Aiming for fewer retreatments

One surgeon's quest to reduce intraoperative LASIK complications has led to the development of a new multifunctional instrument, which is hoped will help standardize surgical manoeuvres and reduce the need for retreatment.

One surgeon's quest to reduce intraoperative LASIK complications has led to the development of a new multifunctional instrument, which is hoped will help standardize surgical manoeuvres and reduce the need for retreatment. The LAHayeSIK Surgical System has been designed to perform cleaner LASIK for more consistent outcomes and fewer complications, according to inventor/developer Leon LaHaye, MD of Lafayette, Louisiana, USA.

The LAHayeSIK instrument (Vision Pro, LLC; USA) comes in either a compact table-top console or a surgical cart consisting of a multifunctional handpiece, a pivoting surgical tray, a foot pedal controlled irrigation/aspiration and sterile filtered air delivery system, disposable tubing sets, and smoke and fluid collection receptacles. The system is approximately the size of a phacoemulsification instrument.

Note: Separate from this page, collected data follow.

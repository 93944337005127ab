use sea_orm::DbErr;
use sentry_core::CoreError;
use thiserror::Error;

#[derive(Error, Debug)]
pub enum RegistryError {
    #[error("database error: {0}")]
    Database(#[from] DbErr),

    #[error("project not found")]
    NotFound,

    #[error("forbidden")]
    Forbidden,
}

impl From<RegistryError> for CoreError {
    fn from(err: RegistryError) -> Self {
        match err {
            RegistryError::NotFound => CoreError::ProjectNotFound,
            RegistryError::Forbidden => CoreError::Forbidden,
            RegistryError::Database(source) => CoreError::Internal(source.into()),
        }
    }
}
use rand::RngCore;

/// A fresh 32-hex-character event id, used when an SDK payload omits `event_id`.
pub fn generate_event_id() -> String {
    generate_hex(16)
}

/// A DSN public key, grounded on the same `rand` + `hex` recipe the teacher uses to
/// mint project DSN keys.
pub fn generate_public_key() -> String {
    generate_hex(16)
}

fn generate_hex(bytes: usize) -> String {
    let mut buf = vec![0u8; bytes];
    rand::thread_rng().fill_bytes(&mut buf);
    hex::encode(buf)
}

#[cfg(test)]
mod tests {
    use super::*;

    #[test]
    fn event_id_is_32_hex_chars() {
        let id = generate_event_id();
        assert_eq!(id.len(), 32);
        assert!(id.chars().all(|c| c.is_ascii_hexdigit()));
    }

    #[test]
    fn ids_are_not_constant() {
        assert_ne!(generate_event_id(), generate_event_id());
    }
}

"As we know, keratotomy complications are almost nil today thanks to the advanced, automated technology of modern microkeratomes and the femtosecond laser. Hence, the early difficulties associated with creating the corneal flap have largely become a thing of the past. Most of the LASIK complications we still see occur in what I refer to as the second stage of the procedure, or in other words, during the manoeuvres and the laser treatment that follow the keratotomy," says Dr LaHaye. "There remain less than optimal issues associated with traditional LASIK such as: direct exposure of the open stroma and flap to contamination from lids, secretions, conjunctiva; non-uniform hydration of the target stroma and associated etch variability; extraneous instrumentation; excessive manipulations; sub-optimal intraoperative flap management; ineffective means of cleansing and rinsing post ablation; backwash contamination; involuntary eye movements; non-uniform and poor flap adherence. All of these sub-optimal issues are, in my opinion, synergistically addressed by the LAHayeSIK device," insists Dr LaHaye.

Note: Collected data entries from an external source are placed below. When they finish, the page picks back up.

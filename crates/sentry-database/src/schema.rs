use sea_orm::{ConnectionTrait, DatabaseConnection, DbBackend, DbErr, Statement};

/// Idempotent DDL for one project shard. Safe to run every time a shard handle is
/// (re)opened, including after eviction from the shard pool.
pub async fn create_shard_schema(db: &DatabaseConnection) -> Result<(), DbErr> {
    run_batch(
        db,
        &[
            "PRAGMA foreign_keys = ON",
            r#"CREATE TABLE IF NOT EXISTS issues (
                id TEXT PRIMARY KEY,
                fingerprint TEXT NOT NULL UNIQUE,
                title TEXT NOT NULL,
                culprit TEXT,
                level TEXT NOT NULL,
                platform TEXT NOT NULL,
                first_seen TEXT NOT NULL,
                last_seen TEXT NOT NULL,
                count INTEGER NOT NULL,
                user_count INTEGER NOT NULL,
                status TEXT NOT NULL,
                metadata TEXT
            )"#,
            "CREATE INDEX IF NOT EXISTS idx_issues_last_seen ON issues(last_seen DESC)",
            "CREATE INDEX IF NOT EXISTS idx_issues_status ON issues(status)",
            r#"CREATE TABLE IF NOT EXISTS events (
                id TEXT PRIMARY KEY,
                issue_id TEXT NOT NULL REFERENCES issues(id) ON DELETE CASCADE,
                timestamp TEXT NOT NULL,
                received_at TEXT NOT NULL,
                level TEXT NOT NULL,
                platform TEXT,
                environment TEXT,
                release TEXT,
                transaction_name TEXT,
                user_id TEXT,
                user_email TEXT,
                user_ip TEXT,
                tags TEXT,
                data TEXT NOT NULL
            )"#,
            "CREATE INDEX IF NOT EXISTS idx_events_issue_id ON events(issue_id)",
            "CREATE INDEX IF NOT EXISTS idx_events_timestamp ON events(timestamp DESC)",
            "CREATE INDEX IF NOT EXISTS idx_events_environment ON events(environment)",
            "CREATE INDEX IF NOT EXISTS idx_events_release ON events(release)",
            r#"CREATE TABLE IF NOT EXISTS issue_stats (
                issue_id TEXT NOT NULL REFERENCES issues(id) ON DELETE CASCADE,
                bucket_start TEXT NOT NULL,
                count INTEGER NOT NULL,
                PRIMARY KEY (issue_id, bucket_start)
            )"#,
            r#"CREATE TABLE IF NOT EXISTS issue_users (
                issue_id TEXT NOT NULL REFERENCES issues(id) ON DELETE CASCADE,
                user_hash TEXT NOT NULL,
                first_seen TEXT NOT NULL,
                last_seen TEXT NOT NULL,
                PRIMARY KEY (issue_id, user_hash)
            )"#,
        ],
    )
    .await
}

/// Idempotent DDL for the Registry store.
pub async fn create_registry_schema(db: &DatabaseConnection) -> Result<(), DbErr> {
    run_batch(
        db,
        &[
            "PRAGMA foreign_keys = ON",
            r#"CREATE TABLE IF NOT EXISTS projects (
                id TEXT PRIMARY KEY,
                public_key TEXT NOT NULL UNIQUE,
                name TEXT NOT NULL,
                slug TEXT NOT NULL UNIQUE,
                platform TEXT NOT NULL,
                owner_user_id TEXT NOT NULL,
                created_at TEXT NOT NULL
            )"#,
            r#"CREATE TABLE IF NOT EXISTS project_members (
                project_id TEXT NOT NULL REFERENCES projects(id) ON DELETE CASCADE,
                user_id TEXT NOT NULL,
                role TEXT NOT NULL,
                PRIMARY KEY (project_id, user_id)
            )"#,
        ],
    )
    .await
}

async fn run_batch(db: &DatabaseConnection, statements: &[&str]) -> Result<(), DbErr> {
    for sql in statements {
        db.execute(Statement::from_string(DbBackend::Sqlite, sql.to_string()))
            .await?;
    }
    Ok(())
}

"In addition to reducing complications, I wanted to create a system by which I could standardize and automate the procedure for more consistent outcomes," says Dr LaHaye. "By reducing the number of instruments normally used, I have found certain ergonomic economies are achieved and the procedure is substantially shortened and made more reproducible."

Performing the procedure

After the flap has been created but prior to exposure of the stroma, the LAHayeSIK handpiece is placed on the eye. It remains in position throughout the remainder of the procedure, held in place by the surgeon or assistant. The stainless steel conical wall of the instrument forms a fluid tight barrier at the margins of the cornea to reduce the area of the surgical field and prevent contact contamination by lashes, lid secretions, conjunctiva and surgical debris.

The multifunctional handpiece also provides 360° haemostasis against potential bleeding that can sometimes occur with today's large keratotomies. Throughout the procedure, sterile, pulsed irrigation at the rate of 1.8 cc/second and simultaneous aspiration of the surgical field is available on demand to flush away surgical debris via a foot control. Antibiotics may be added to the irrigating solution at the surgeon's discretion.

Laminar flow sterile filtered air is delivered in the same manner at the rate of 30 ml/minute, evaporating excess moisture as needed. The instrument's aspiration ports are strategically located at the lowest possible point in the handpiece preventing pooling and backwash of irrigation fluids, or occlusion by the conjunctiva, delivering a cleaner interface.